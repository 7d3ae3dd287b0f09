//! HTML fragments for the bills pages

use billed_core::format::cmp_date_desc;
use billed_core::{CoreError, DisplayBill, FileChange, ModalContent, PageState, UploadedFile, EXPENSE_TYPES};
use billed_utils::{escape_html, format_number};

const ERROR_BOX: &str = "bg-red-50 border border-red-200 rounded-lg p-4 text-red-700";

/// Bill table, or the loading / error state of the bills page
pub fn bills_ui(state: &PageState<Vec<DisplayBill>>) -> String {
    match state {
        PageState::Idle | PageState::Loading => {
            r#"<div id='loading' data-testid='loading' class='text-gray-500 text-center py-12'>Chargement...</div>"#
                .to_string()
        }
        PageState::Failed(message) => format!(
            r#"<div data-testid='error-message' class='{}'>{}</div>"#,
            ERROR_BOX,
            escape_html(message)
        ),
        PageState::Loaded(bills) => bills_table(bills),
    }
}

fn bills_table(bills: &[DisplayBill]) -> String {
    let mut rows: Vec<&DisplayBill> = bills.iter().collect();
    rows.sort_by(|a, b| cmp_date_desc(&a.bill.date, &b.bill.date));

    let body: String = rows.iter().map(|b| bill_row(b)).collect();
    let empty = if rows.is_empty() {
        "<p class='text-gray-500 text-center py-8'>Aucune note de frais pour le moment.</p>"
    } else {
        ""
    };

    format!(
        r#"<table class='w-full text-sm'>
    <thead class='bg-gray-50 text-left text-gray-600'>
        <tr><th class='px-4 py-3'>Type</th><th class='px-4 py-3'>Nom</th><th class='px-4 py-3'>Date</th><th class='px-4 py-3 text-right'>Montant</th><th class='px-4 py-3'>Statut</th><th class='px-4 py-3'>Actions</th></tr>
    </thead>
    <tbody data-testid='tbody'>{}</tbody>
</table>{}"#,
        body, empty
    )
}

fn bill_row(bill: &DisplayBill) -> String {
    let badge = bill
        .bill
        .status()
        .map_or("bg-gray-100 text-gray-700", |s| s.badge_class());
    let status = bill.display_status.as_deref().unwrap_or(&bill.bill.status);
    let url = bill.bill.file_url.as_deref().unwrap_or_default();

    format!(
        r#"<tr class='border-t'>
    <td class='px-4 py-3'>{}</td>
    <td class='px-4 py-3'>{}</td>
    <td class='px-4 py-3'>{}</td>
    <td class='px-4 py-3 text-right'>{} €</td>
    <td class='px-4 py-3'><span class='px-2 py-1 rounded-full text-xs {}'>{}</span></td>
    <td class='px-4 py-3'><div class='icon-actions'><span data-testid='icon-eye' data-bill-url='{}' class='cursor-pointer' hx-get='/bills/receipt?url={}' hx-target='#modaleFile'>👁</span></div></td>
</tr>"#,
        escape_html(&bill.bill.expense_type),
        escape_html(&bill.bill.name),
        escape_html(&bill.display_date),
        format_number(bill.bill.amount),
        badge,
        escape_html(status),
        escape_html(url),
        urlencoding::encode(url)
    )
}

/// Receipt preview modal
pub fn modal_ui(content: &ModalContent) -> String {
    let body = match content {
        ModalContent::Image { url } => format!(
            r#"<div class='bill-proof-container flex justify-center'><img class='max-h-[70vh]' src='{}' alt='Bill' /></div>"#,
            escape_html(url)
        ),
        ModalContent::Link { url } => format!(
            r#"<p>Ce justificatif ne peut pas être affiché ici.</p><a class='text-indigo-600 underline' href='{}' target='_blank' rel='noopener'>Ouvrir le justificatif</a>"#,
            escape_html(url)
        ),
        ModalContent::Missing => {
            "<p class='text-gray-600'>Aucun justificatif n'est disponible pour cette note de frais.</p>".to_string()
        }
    };

    format!(
        r#"<div class='fixed inset-0 bg-black/50 flex items-center justify-center z-50' role='dialog'>
    <div class='bg-white rounded-xl shadow-lg w-full max-w-3xl'>
        <div class='flex items-center justify-between px-6 py-4 border-b'>
            <h5 class='text-lg font-semibold'>Justificatif</h5>
            <button type='button' class='text-gray-500 hover:text-gray-700' onclick="document.getElementById('modaleFile').innerHTML=''">✕</button>
        </div>
        <div class='p-6'>{}</div>
    </div>
</div>"#,
        body
    )
}

/// Bills page content: heading, "new bill" button, deferred table and modal slot
pub fn bills_page_ui() -> String {
    format!(
        r#"<div class='mb-6 flex items-center justify-between'>
    <h2 class='text-2xl font-bold'>Mes notes de frais</h2>
    <button type='button' data-testid='btn-new-bill' hx-post='/bills/new-click' class='px-4 py-2 bg-indigo-600 text-white rounded-lg hover:bg-indigo-700'>Nouvelle note de frais</button>
</div>
<div id='bills-content' hx-get='/bills/list' hx-trigger='load' class='bg-white rounded-xl shadow-sm overflow-hidden'>{}</div>
<div id='modaleFile'></div>"#,
        bills_ui(&PageState::Loading)
    )
}

/// New bill form
pub fn new_bill_form_ui() -> String {
    let options: String = EXPENSE_TYPES
        .iter()
        .map(|t| format!("<option>{}</option>", escape_html(t)))
        .collect();
    let input = "w-full px-3 py-2 border border-gray-300 rounded-lg";

    format!(
        r#"<div class='mb-6'><h2 class='text-2xl font-bold'>Envoyer une note de frais</h2></div>
<form data-testid='form-new-bill' hx-post='/bills' hx-target='#form-feedback' class='bg-white rounded-xl shadow-sm p-6 grid grid-cols-1 md:grid-cols-2 gap-6'>
    <div class='space-y-4'>
        <label class='block'>Type de dépense
            <select name='expense_type' data-testid='expense-type' required class='{input}'>{options}</select>
        </label>
        <label class='block'>Nom de la dépense
            <input type='text' name='expense_name' data-testid='expense-name' placeholder='Vol Paris Londres' class='{input}' />
        </label>
        <label class='block'>Date
            <input type='date' name='datepicker' data-testid='datepicker' required class='{input}' />
        </label>
        <label class='block'>Montant TTC
            <input type='number' name='amount' data-testid='amount' placeholder='348' required class='{input}' />
        </label>
        <div class='flex gap-2'>
            <label class='block flex-1'>TVA
                <input type='number' name='vat' data-testid='vat' placeholder='70' class='{input}' />
            </label>
            <label class='block w-24'>%
                <input type='number' name='pct' data-testid='pct' placeholder='20' class='{input}' />
            </label>
        </div>
    </div>
    <div class='space-y-4'>
        <label class='block'>Commentaire
            <textarea name='commentary' data-testid='commentary' rows='3' class='{input}'></textarea>
        </label>
        <label class='block'>Justificatif
            <input type='file' name='file' data-testid='file' required accept='.jpg,.jpeg,.png' hx-post='/bills/new/file' hx-encoding='multipart/form-data' hx-trigger='change' hx-target='#file-feedback' class='{input}' />
        </label>
        <div id='file-feedback'></div>
    </div>
    <div class='md:col-span-2 flex items-center gap-4'>
        <button type='submit' id='btn-send-bill' class='px-4 py-2 bg-indigo-600 text-white rounded-lg hover:bg-indigo-700'>Envoyer</button>
        <div id='form-feedback'></div>
    </div>
</form>"#,
        input = input,
        options = options
    )
}

/// Feedback under the file input after a receipt was picked.
///
/// An accepted receipt is carried to the submit request through hidden inputs.
pub fn file_feedback_ui(change: &FileChange) -> String {
    match change {
        FileChange::Uploaded { uploaded, .. } => uploaded_inputs(uploaded),
        FileChange::Rejected { input, error } | FileChange::UploadFailed { input, error } => format!(
            r#"<script>document.querySelector("[data-testid='file']").value = '{}';</script><p data-testid='file-error-message' class='text-sm text-red-600'>{}</p>"#,
            escape_html(&input.value),
            escape_html(&error.to_string())
        ),
    }
}

fn uploaded_inputs(uploaded: &UploadedFile) -> String {
    format!(
        r#"<input type='hidden' name='file_url' value='{}' /><input type='hidden' name='file_key' value='{}' /><input type='hidden' name='file_name' value='{}' /><p class='text-sm text-green-700'>Justificatif reçu : {}</p>"#,
        escape_html(&uploaded.file_url),
        escape_html(&uploaded.file_key),
        escape_html(&uploaded.file_name),
        escape_html(&uploaded.file_name)
    )
}

/// Inline error of a rejected submission
pub fn form_error_ui(error: &CoreError) -> String {
    format!(
        r#"<div data-testid='error-message' class='{}'>{}</div>"#,
        ERROR_BOX,
        escape_html(&error.to_string())
    )
}

#[cfg(test)]
mod tests {
    use super::*;
    use billed_core::format::display_bill;
    use billed_core::{Bill, FileInput};

    fn bill(id: &str, date: &str, status: &str) -> DisplayBill {
        display_bill(Bill {
            id: id.to_string(),
            email: "a@a".to_string(),
            expense_type: "Transports".to_string(),
            name: format!("bill {}", id),
            amount: 1200,
            date: date.to_string(),
            vat: "20".to_string(),
            pct: 20,
            commentary: String::new(),
            file_url: Some(format!("https://localhost:3456/images/{}.jpg", id)),
            file_name: Some(format!("{}.jpg", id)),
            file_key: None,
            status: status.to_string(),
            comment_admin: None,
        })
    }

    #[test]
    fn test_rows_render_most_recent_first() {
        let state = PageState::Loaded(vec![
            bill("a", "2001-01-01", "refused"),
            bill("b", "2004-04-04", "pending"),
            bill("c", "not a date", "accepted"),
            bill("d", "2003-03-03", "accepted"),
        ]);
        let html = bills_ui(&state);

        let pos = |needle: &str| html.find(needle).unwrap();
        assert!(pos("2004-04-04") < pos("2003-03-03"));
        assert!(pos("2003-03-03") < pos("2001-01-01"));
        assert!(pos("2001-01-01") < pos("not a date"));
        assert!(html.contains("1 200 €"));
        assert!(html.contains("En attente"));
        assert_eq!(html.matches("data-testid='icon-eye'").count(), 4);
    }

    #[test]
    fn test_failed_state_shows_message() {
        let html = bills_ui(&PageState::Failed("Erreur 404".to_string()));
        assert!(html.contains("data-testid='error-message'"));
        assert!(html.contains("Erreur 404"));
        assert!(!html.contains("tbody"));
    }

    #[test]
    fn test_empty_and_loading_states() {
        let html = bills_ui(&PageState::Loaded(Vec::new()));
        assert!(html.contains("data-testid='tbody'></tbody>"));
        assert!(!html.contains("error-message"));

        assert!(bills_ui(&PageState::Loading).contains("Chargement"));
        assert!(bills_ui(&PageState::Idle).contains("Chargement"));
    }

    #[test]
    fn test_unknown_status_shown_raw() {
        let html = bills_ui(&PageState::Loaded(vec![bill("a", "2001-01-01", "archived")]));
        assert!(html.contains(">archived<"));
    }

    #[test]
    fn test_modal_variants() {
        let html = modal_ui(&ModalContent::Image { url: "https://x.tld/r.png".to_string() });
        assert!(html.contains("<img"));
        assert!(html.contains("https://x.tld/r.png"));

        let html = modal_ui(&ModalContent::Link { url: "https://x.tld/r.pdf".to_string() });
        assert!(html.contains("href='https://x.tld/r.pdf'"));
        assert!(!html.contains("<img"));

        assert!(modal_ui(&ModalContent::Missing).contains("Aucun justificatif"));
    }

    #[test]
    fn test_form_has_every_field() {
        let html = new_bill_form_ui();
        for id in [
            "form-new-bill",
            "expense-type",
            "expense-name",
            "datepicker",
            "amount",
            "vat",
            "pct",
            "commentary",
            "file",
        ] {
            assert!(html.contains(&format!("data-testid='{}'", id)), "missing {}", id);
        }
        assert!(html.contains("<option>Transports</option>"));
    }

    #[test]
    fn test_file_feedback() {
        let change = FileChange::Rejected {
            input: FileInput::default(),
            error: CoreError::UnsupportedFileType { extension: Some("pdf".to_string()) },
        };
        let html = file_feedback_ui(&change);
        assert!(html.contains("data-testid='file-error-message'"));
        assert!(html.contains("Le PDF n&#39;est pas pris en charge."));
        assert!(html.contains(".value = ''"));
        assert!(!html.contains("file_url"));
    }
}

##############################

In the data above, retype exactly and only the lines between the one holding "class='text-gray-600'>Aucun justificatif n'est" and the one holding "<div class='flex items-center", inclusive.

▶ **SOLUTION FOR THIS EXERCISE**
            "<p class='text-gray-600'>Aucun justificatif n'est disponible pour cette note de frais.</p>".to_string()
        }
    };

    format!(
        r#"<div class='fixed inset-0 bg-black/50 flex items-center justify-center z-50' role='dialog'>
    <div class='bg-white rounded-xl shadow-lg w-full max-w-3xl'>
        <div class='flex items-center justify-between px-6 py-4 border-b'>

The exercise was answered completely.